*What this task involves*: Which lines of the data below contain "nproc"? Please show them all.

*Material for this exercise*:

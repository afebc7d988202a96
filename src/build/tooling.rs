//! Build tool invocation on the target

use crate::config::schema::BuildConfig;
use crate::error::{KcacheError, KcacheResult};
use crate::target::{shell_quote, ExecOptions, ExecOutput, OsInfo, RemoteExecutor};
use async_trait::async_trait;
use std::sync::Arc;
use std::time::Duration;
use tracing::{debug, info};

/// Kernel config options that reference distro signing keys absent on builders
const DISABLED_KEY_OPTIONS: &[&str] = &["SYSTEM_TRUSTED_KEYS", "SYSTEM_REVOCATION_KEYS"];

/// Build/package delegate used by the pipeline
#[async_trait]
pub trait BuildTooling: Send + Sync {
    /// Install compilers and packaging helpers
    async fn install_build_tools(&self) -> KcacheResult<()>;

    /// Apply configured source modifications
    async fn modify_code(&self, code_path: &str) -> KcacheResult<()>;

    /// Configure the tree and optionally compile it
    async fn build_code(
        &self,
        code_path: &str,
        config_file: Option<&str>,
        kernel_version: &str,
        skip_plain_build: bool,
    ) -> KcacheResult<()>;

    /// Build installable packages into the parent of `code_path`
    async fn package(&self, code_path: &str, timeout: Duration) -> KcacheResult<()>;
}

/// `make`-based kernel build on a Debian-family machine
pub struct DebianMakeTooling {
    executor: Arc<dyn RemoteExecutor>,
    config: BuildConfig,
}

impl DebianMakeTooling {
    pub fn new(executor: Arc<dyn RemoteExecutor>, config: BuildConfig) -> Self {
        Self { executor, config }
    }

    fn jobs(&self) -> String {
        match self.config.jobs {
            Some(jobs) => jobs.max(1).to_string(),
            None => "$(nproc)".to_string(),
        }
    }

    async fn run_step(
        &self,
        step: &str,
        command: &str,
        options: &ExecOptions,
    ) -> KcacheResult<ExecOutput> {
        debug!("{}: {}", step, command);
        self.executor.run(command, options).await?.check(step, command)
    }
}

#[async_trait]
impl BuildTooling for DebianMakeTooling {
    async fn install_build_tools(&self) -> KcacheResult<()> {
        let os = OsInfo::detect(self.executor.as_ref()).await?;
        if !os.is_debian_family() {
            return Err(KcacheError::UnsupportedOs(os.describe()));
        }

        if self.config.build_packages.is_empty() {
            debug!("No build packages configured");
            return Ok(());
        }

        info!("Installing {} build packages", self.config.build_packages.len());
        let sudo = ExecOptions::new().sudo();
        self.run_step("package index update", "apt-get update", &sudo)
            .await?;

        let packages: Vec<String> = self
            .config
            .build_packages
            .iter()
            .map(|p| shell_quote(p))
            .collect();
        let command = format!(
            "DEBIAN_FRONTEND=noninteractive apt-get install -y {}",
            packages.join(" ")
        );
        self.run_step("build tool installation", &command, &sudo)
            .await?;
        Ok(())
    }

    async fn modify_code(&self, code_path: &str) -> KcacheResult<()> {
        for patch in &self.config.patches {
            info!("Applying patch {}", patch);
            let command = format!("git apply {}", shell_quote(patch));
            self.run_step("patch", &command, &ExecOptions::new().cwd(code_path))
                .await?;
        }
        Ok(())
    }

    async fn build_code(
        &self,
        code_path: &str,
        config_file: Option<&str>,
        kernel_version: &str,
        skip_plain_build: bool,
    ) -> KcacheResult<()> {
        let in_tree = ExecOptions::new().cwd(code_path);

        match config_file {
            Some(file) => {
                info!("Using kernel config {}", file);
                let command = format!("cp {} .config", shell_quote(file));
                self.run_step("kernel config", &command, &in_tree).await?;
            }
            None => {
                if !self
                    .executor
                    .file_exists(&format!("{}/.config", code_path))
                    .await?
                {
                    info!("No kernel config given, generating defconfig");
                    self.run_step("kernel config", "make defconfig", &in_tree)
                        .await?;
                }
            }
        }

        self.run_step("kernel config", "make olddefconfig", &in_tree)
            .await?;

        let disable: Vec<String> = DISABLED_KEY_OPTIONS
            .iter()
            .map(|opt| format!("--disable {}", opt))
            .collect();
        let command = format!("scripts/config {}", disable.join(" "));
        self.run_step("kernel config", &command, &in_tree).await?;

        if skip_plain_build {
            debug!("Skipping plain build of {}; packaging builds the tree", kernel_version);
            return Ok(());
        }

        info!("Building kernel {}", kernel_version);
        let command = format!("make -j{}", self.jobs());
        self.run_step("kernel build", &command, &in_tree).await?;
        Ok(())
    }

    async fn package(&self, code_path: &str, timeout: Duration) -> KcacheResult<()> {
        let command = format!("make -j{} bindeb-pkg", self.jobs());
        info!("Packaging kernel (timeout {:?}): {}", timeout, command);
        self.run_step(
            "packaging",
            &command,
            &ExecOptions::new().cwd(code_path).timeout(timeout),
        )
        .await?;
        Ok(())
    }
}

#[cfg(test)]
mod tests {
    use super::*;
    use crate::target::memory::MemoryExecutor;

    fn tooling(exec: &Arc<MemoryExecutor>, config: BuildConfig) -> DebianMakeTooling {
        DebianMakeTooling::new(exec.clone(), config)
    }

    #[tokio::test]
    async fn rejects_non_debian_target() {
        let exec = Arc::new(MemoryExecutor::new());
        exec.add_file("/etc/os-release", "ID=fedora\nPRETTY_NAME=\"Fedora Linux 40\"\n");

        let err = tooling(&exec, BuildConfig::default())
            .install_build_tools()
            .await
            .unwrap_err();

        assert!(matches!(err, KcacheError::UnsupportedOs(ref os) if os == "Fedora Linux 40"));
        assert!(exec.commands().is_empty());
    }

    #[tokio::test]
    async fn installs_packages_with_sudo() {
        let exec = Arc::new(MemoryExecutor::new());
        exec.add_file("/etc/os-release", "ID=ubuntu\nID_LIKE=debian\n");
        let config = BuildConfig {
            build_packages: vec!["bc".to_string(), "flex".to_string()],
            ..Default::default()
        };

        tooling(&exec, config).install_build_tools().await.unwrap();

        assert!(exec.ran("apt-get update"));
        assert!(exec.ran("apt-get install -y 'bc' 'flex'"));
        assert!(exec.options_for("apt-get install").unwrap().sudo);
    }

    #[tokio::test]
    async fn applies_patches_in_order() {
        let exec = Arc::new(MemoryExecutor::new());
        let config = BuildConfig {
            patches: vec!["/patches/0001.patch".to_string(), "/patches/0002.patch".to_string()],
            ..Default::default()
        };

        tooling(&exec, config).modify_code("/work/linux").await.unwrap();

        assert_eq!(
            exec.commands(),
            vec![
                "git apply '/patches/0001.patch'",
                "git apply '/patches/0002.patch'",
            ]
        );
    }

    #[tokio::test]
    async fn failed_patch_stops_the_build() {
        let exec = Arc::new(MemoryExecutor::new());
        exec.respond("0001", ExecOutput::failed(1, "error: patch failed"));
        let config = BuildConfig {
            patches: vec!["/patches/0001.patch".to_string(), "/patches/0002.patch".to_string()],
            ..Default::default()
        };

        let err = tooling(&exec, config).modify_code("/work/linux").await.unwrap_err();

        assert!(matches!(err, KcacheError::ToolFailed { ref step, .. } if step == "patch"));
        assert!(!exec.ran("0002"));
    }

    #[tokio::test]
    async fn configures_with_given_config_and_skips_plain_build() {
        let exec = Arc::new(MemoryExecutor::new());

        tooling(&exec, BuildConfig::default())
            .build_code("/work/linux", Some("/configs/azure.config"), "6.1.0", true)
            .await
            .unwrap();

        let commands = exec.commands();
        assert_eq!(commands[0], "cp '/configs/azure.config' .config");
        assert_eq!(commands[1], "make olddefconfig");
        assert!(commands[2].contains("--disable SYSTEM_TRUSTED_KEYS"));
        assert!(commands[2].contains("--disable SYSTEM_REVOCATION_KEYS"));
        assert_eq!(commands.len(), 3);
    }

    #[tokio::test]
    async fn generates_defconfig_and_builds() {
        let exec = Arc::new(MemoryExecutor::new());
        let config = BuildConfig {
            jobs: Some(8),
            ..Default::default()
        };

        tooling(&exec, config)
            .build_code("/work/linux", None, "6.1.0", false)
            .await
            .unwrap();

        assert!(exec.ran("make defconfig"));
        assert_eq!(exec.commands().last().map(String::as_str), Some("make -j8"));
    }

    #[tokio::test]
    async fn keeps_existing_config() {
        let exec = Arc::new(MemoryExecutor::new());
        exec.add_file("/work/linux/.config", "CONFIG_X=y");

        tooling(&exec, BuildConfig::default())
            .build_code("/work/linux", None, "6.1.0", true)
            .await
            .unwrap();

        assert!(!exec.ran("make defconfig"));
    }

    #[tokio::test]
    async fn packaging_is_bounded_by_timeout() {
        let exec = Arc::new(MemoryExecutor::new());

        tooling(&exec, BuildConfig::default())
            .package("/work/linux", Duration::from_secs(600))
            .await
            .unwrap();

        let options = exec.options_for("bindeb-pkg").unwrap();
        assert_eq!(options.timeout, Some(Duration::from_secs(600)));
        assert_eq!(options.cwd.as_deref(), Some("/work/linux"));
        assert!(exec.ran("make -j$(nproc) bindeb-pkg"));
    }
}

*Reply*:
            None => "$(nproc)".to_string(),
        assert!(exec.ran("make -j$(nproc) bindeb-pkg"));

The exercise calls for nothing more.